=== Data to process ===

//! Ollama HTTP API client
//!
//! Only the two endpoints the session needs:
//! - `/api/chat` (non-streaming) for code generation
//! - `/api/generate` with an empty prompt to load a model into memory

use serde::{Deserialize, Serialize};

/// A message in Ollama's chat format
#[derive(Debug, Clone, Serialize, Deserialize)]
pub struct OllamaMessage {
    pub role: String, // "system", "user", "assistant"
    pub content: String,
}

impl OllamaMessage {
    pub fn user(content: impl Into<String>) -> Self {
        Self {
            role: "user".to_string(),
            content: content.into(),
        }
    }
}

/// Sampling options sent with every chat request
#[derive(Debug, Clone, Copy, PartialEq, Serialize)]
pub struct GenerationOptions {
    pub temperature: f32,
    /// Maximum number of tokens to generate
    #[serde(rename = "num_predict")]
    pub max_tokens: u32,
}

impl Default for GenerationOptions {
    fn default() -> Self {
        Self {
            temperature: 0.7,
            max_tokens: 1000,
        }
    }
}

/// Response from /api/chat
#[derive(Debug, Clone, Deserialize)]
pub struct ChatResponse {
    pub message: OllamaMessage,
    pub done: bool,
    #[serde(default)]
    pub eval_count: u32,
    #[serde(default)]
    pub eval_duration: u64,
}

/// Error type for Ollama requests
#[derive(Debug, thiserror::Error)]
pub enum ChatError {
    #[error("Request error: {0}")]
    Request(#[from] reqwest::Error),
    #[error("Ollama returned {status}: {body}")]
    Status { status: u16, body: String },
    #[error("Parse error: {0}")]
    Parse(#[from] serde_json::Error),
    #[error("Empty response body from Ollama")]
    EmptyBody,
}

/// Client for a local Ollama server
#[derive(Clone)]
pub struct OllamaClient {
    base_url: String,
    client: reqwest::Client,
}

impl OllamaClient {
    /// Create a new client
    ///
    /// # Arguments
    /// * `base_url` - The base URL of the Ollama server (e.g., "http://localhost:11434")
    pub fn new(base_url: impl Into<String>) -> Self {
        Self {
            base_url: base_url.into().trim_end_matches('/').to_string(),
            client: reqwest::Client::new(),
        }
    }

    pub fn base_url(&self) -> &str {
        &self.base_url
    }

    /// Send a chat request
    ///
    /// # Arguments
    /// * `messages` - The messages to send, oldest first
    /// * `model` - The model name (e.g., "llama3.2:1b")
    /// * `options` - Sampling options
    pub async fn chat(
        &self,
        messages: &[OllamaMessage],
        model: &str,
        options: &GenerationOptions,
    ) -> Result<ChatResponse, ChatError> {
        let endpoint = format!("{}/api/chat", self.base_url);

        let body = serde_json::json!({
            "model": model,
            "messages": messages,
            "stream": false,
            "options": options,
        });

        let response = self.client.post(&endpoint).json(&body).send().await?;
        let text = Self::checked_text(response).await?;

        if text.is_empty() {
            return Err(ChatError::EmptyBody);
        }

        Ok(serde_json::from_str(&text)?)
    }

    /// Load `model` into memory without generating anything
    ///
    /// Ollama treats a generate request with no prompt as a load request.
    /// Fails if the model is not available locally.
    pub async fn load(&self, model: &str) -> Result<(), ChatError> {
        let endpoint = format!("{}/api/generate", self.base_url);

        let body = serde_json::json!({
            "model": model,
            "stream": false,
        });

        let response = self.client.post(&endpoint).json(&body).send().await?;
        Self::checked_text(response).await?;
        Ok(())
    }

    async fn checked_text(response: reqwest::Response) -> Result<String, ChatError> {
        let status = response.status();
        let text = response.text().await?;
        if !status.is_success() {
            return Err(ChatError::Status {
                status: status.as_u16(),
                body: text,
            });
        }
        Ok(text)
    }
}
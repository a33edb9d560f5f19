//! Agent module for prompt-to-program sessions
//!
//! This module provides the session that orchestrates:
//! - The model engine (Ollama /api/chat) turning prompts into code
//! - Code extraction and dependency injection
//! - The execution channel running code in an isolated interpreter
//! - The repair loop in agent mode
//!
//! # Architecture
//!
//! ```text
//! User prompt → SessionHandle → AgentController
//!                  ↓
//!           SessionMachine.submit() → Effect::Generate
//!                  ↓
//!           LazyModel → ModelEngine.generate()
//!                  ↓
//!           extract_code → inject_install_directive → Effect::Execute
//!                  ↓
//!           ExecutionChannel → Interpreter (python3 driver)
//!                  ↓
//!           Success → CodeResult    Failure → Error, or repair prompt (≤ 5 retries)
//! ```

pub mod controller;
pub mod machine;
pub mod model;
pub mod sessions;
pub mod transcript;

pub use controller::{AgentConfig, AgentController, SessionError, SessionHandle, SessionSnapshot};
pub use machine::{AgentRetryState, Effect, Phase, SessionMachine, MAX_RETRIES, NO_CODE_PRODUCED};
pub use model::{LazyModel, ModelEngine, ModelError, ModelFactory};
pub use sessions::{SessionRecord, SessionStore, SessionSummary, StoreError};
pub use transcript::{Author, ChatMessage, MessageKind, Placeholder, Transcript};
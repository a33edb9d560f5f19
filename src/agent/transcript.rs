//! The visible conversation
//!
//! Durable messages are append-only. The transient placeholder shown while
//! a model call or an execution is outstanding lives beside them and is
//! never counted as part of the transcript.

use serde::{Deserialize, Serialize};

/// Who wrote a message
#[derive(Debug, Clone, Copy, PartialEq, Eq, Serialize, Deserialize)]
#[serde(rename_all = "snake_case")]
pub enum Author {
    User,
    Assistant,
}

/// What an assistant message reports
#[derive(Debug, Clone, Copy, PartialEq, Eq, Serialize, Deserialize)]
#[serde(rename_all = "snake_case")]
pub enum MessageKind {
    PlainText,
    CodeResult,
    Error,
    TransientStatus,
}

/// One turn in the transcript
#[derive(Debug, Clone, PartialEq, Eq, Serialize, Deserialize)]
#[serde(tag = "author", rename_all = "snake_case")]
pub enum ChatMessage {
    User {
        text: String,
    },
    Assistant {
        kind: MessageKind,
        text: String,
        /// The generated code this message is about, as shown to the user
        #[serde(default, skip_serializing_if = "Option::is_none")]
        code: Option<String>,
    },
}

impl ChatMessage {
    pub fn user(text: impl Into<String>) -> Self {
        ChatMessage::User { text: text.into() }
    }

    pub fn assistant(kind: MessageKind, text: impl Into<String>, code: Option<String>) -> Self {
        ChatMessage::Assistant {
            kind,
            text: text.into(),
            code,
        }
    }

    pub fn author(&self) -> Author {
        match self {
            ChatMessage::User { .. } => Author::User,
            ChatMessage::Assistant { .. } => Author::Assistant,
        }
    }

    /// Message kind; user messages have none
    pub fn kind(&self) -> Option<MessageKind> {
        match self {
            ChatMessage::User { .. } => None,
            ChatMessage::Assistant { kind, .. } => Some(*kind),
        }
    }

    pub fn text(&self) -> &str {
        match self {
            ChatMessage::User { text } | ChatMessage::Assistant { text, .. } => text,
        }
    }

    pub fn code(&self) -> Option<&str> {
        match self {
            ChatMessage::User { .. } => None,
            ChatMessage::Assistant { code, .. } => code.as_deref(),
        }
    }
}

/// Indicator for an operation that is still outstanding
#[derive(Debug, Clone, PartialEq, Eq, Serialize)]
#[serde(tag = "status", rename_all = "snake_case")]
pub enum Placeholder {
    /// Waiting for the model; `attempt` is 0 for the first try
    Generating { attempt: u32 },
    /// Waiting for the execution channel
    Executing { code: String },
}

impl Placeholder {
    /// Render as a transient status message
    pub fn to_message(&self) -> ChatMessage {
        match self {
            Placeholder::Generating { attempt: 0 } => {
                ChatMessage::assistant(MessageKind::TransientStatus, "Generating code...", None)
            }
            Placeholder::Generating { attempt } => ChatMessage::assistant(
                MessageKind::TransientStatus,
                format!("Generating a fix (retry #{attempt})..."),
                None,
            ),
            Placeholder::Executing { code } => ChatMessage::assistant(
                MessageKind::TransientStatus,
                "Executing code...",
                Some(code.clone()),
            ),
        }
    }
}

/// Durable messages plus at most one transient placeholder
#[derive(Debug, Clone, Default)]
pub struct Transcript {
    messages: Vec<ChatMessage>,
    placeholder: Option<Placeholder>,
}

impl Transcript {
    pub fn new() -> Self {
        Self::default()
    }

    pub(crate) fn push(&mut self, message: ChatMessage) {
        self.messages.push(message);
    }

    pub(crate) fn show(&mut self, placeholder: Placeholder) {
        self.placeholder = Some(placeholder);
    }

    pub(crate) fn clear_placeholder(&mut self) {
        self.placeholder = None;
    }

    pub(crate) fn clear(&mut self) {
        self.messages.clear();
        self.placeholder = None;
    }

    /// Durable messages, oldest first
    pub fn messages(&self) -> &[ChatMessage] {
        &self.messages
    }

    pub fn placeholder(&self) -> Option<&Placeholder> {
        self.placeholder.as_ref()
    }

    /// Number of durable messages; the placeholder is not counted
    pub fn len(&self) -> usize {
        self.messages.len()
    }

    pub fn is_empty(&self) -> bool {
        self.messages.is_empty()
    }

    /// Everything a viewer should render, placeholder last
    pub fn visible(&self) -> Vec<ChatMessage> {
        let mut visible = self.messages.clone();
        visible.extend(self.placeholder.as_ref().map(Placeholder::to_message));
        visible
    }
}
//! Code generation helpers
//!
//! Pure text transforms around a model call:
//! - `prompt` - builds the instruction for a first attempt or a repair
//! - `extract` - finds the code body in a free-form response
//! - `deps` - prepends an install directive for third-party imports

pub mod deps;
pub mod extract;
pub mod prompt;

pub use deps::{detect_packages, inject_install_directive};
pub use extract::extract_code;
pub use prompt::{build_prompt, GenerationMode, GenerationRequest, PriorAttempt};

===

◆ **Task requirements**
The output consists solely of the lines from the line that contains "pub mod prompt;" through the final line of the data.

◆ **Answer space**
pub mod prompt;

pub use deps::{detect_packages, inject_install_directive};
pub use extract::extract_code;
pub use prompt::{build_prompt, GenerationMode, GenerationRequest, PriorAttempt};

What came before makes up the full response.